Ex Parte Tan - Page 3


                 Appeal No. 2006-2930                                                                                     
                 Application No. 10/299,198                                                                               


                                                       OPINION                                                            
                         We have carefully considered the subject matter on appeal, the rejection                         
                 advanced by the examiner and the evidence of obviousness relied upon by the                              
                 examiner as support for the rejection.  We have, likewise, reviewed and taken                            
                 into consideration, in reaching our decision, the appellant's arguments set forth in                     
                 the brief along with the examiner’s rationale in support of the rejections and                           
                 arguments in rebuttal set forth in the examiner’s answer.                                                

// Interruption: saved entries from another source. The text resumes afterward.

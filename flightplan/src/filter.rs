//! The scenario filter language.
//!
//! A filter is either built structurally or parsed from a compact string of
//! whitespace-separated tokens: the first bare identifier is the
//! scenario-name constraint, `key:value` adds an include element and
//! `!key:value` adds an exclude element.

use std::fmt;
use std::str::FromStr;

use crate::Error;
use crate::matrix::{Element, Vector};

#[derive(Clone, Debug, Default, PartialEq)]
pub struct ScenarioFilter {
    name: Option<String>,
    include: Vec<Element>,
    exclude: Vec<Element>,
}

impl ScenarioFilter {
    pub fn new(
        name: Option<String>,
        include: Vec<Element>,
        exclude: Vec<Element>,
    ) -> Self {
        Self {
            name,
            include,
            exclude,
        }
    }

    /// A filter constraining only the scenario name.
    pub fn for_name(name: impl Into<String>) -> Self {
        Self {
            name: Some(name.into()),
            ..Self::default()
        }
    }

    pub fn parse(input: &str) -> Result<Self, Error> {
        input.parse()
    }

    pub fn name(&self) -> Option<&str> {
        self.name.as_deref()
    }

    pub fn includes(&self) -> &[Element] {
        &self.include
    }

    pub fn excludes(&self) -> &[Element] {
        &self.exclude
    }

    pub fn is_empty(&self) -> bool {
        self.name.is_none() && self.include.is_empty() && self.exclude.is_empty()
    }

    /// Name match, the cheap reject applied before any matrix work.
    pub fn matches_name(&self, name: &str) -> bool {
        match self.name.as_deref() {
            Some(want) => want == name,
            None => true,
        }
    }

    /// Full match against a scenario's name and variant vector.
    pub fn matches(&self, name: &str, variants: Option<&Vector>) -> bool {
        if !self.matches_name(name) {
            return false;
        }

        match variants {
            Some(vector) => {
                self.include.iter().all(|e| vector.contains_element(e))
                    && !self.exclude.iter().any(|e| vector.contains_element(e))
            }
            // A scenario without variants matches unless the filter demands
            // elements.
            None => self.include.is_empty(),
        }
    }
}

impl FromStr for ScenarioFilter {
    type Err = Error;

    fn from_str(input: &str) -> Result<Self, Self::Err> {
        let mut filter = ScenarioFilter::default();

        for token in input.split_whitespace() {
            if let Some(rest) = token.strip_prefix('!') {
                let (key, value) = split_element(rest).ok_or_else(|| {
                    Error::InvalidFilterToken {
                        token: token.to_string(),
                        reason: "exclusions must take the form `!key:value`".to_string(),
                    }
                })?;
                filter.exclude.push(Element::new(key, value));
                continue;
            }

            if token.contains(':') {
                let (key, value) =
                    split_element(token).ok_or_else(|| Error::InvalidFilterToken {
                        token: token.to_string(),
                        reason: "element constraints must take the form `key:value`".to_string(),
                    })?;
                filter.include.push(Element::new(key, value));
                continue;
            }

            if filter.name.is_some() {
                return Err(Error::InvalidFilterToken {
                    token: token.to_string(),
                    reason: "a filter can name at most one scenario".to_string(),
                });
            }
            filter.name = Some(token.to_string());
        }

        Ok(filter)
    }
}

fn split_element(token: &str) -> Option<(&str, &str)> {
    let (key, value) = token.split_once(':')?;
    if key.is_empty() || value.is_empty() {
        return None;
    }
    Some((key, value))
}

impl fmt::Display for ScenarioFilter {
    fn fmt(&self, f: &mut fmt::Formatter<'_>) -> fmt::Result {
        let mut tokens = Vec::new();
        if let Some(name) = &self.name {
            tokens.push(name.clone());
        }
        for element in &self.include {
            tokens.push(element.to_string());
        }
        for element in &self.exclude {
            tokens.push(format!("!{element}"));
        }
        f.write_str(&tokens.join(" "))
    }
}

#[cfg(test)]
mod tests {
    use super::*;

    #[test]
    fn parses_name_includes_and_excludes() {
        let filter = ScenarioFilter::parse("smoke distro:ubuntu !arch:arm64").unwrap();
        assert_eq!(filter.name(), Some("smoke"));
        assert_eq!(filter.includes(), &[Element::new("distro", "ubuntu")]);
        assert_eq!(filter.excludes(), &[Element::new("arch", "arm64")]);
    }

    #[test]
    fn name_can_follow_elements() {
        let filter = ScenarioFilter::parse("distro:ubuntu smoke").unwrap();
        assert_eq!(filter.name(), Some("smoke"));
    }

    #[test]
    fn rejects_malformed_tokens() {
        assert!(ScenarioFilter::parse("!missingvalue").is_err());
        assert!(ScenarioFilter::parse("!key:").is_err());
        assert!(ScenarioFilter::parse(":value").is_err());
        assert!(ScenarioFilter::parse("one two").is_err());
    }

    #[test]
    fn empty_filter_matches_everything() {
        let filter = ScenarioFilter::default();
        assert!(filter.matches("anything", None));

        let vector: Vector = [Element::new("distro", "ubuntu")].into_iter().collect();
        assert!(filter.matches("anything", Some(&vector)));
    }

    #[test]
    fn matches_requires_includes_and_forbids_excludes() {
        let filter = ScenarioFilter::parse("smoke distro:ubuntu !arch:arm64").unwrap();

        let good: Vector = [
            Element::new("distro", "ubuntu"),
            Element::new("arch", "amd64"),
        ]
        .into_iter()
        .collect();
        let excluded: Vector = [
            Element::new("distro", "ubuntu"),
            Element::new("arch", "arm64"),
        ]
        .into_iter()
        .collect();

        assert!(filter.matches("smoke", Some(&good)));
        assert!(!filter.matches("smoke", Some(&excluded)));
        assert!(!filter.matches("other", Some(&good)));
    }

    #[test]
    fn display_round_trips() {
        let input = "smoke distro:ubuntu !arch:arm64";
        let filter = ScenarioFilter::parse(input).unwrap();
        assert_eq!(filter.to_string(), input);
        assert_eq!(ScenarioFilter::parse(&filter.to_string()).unwrap(), filter);
    }
}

                 It is our view, after consideration of the record before us, that the evidence                           
                 relied upon and the level of skill in the particular art would have suggested to one                     
                 of ordinary skill in the art the obviousness of the invention as set forth in the                        
                 claims on appeal.  Accordingly, we affirm.                                                               
                         In rejecting claims under 35 U.S.C. § 103, it is incumbent upon the                              
                 examiner to establish a factual basis to support the legal conclusion of                                 
                 obviousness.  See In re Fine, 837 F.2d 1071, 1073, 5 USPQ2d 1596, 1598 (Fed.                             
                 Cir. 1988).  In so doing, the examiner is expected to make the factual                                   
                 determinations set forth in Graham v. John Deere Co., 383 U.S. 1, 17, 148                                
                 USPQ 459, 467 (1966).  The examiner must articulate reasons for the examiner’s                           
                 decision.  In re Lee, 277 F.3d 1338, 1342, 61 USPQ2d 1430, 1434 (Fed. Cir.                               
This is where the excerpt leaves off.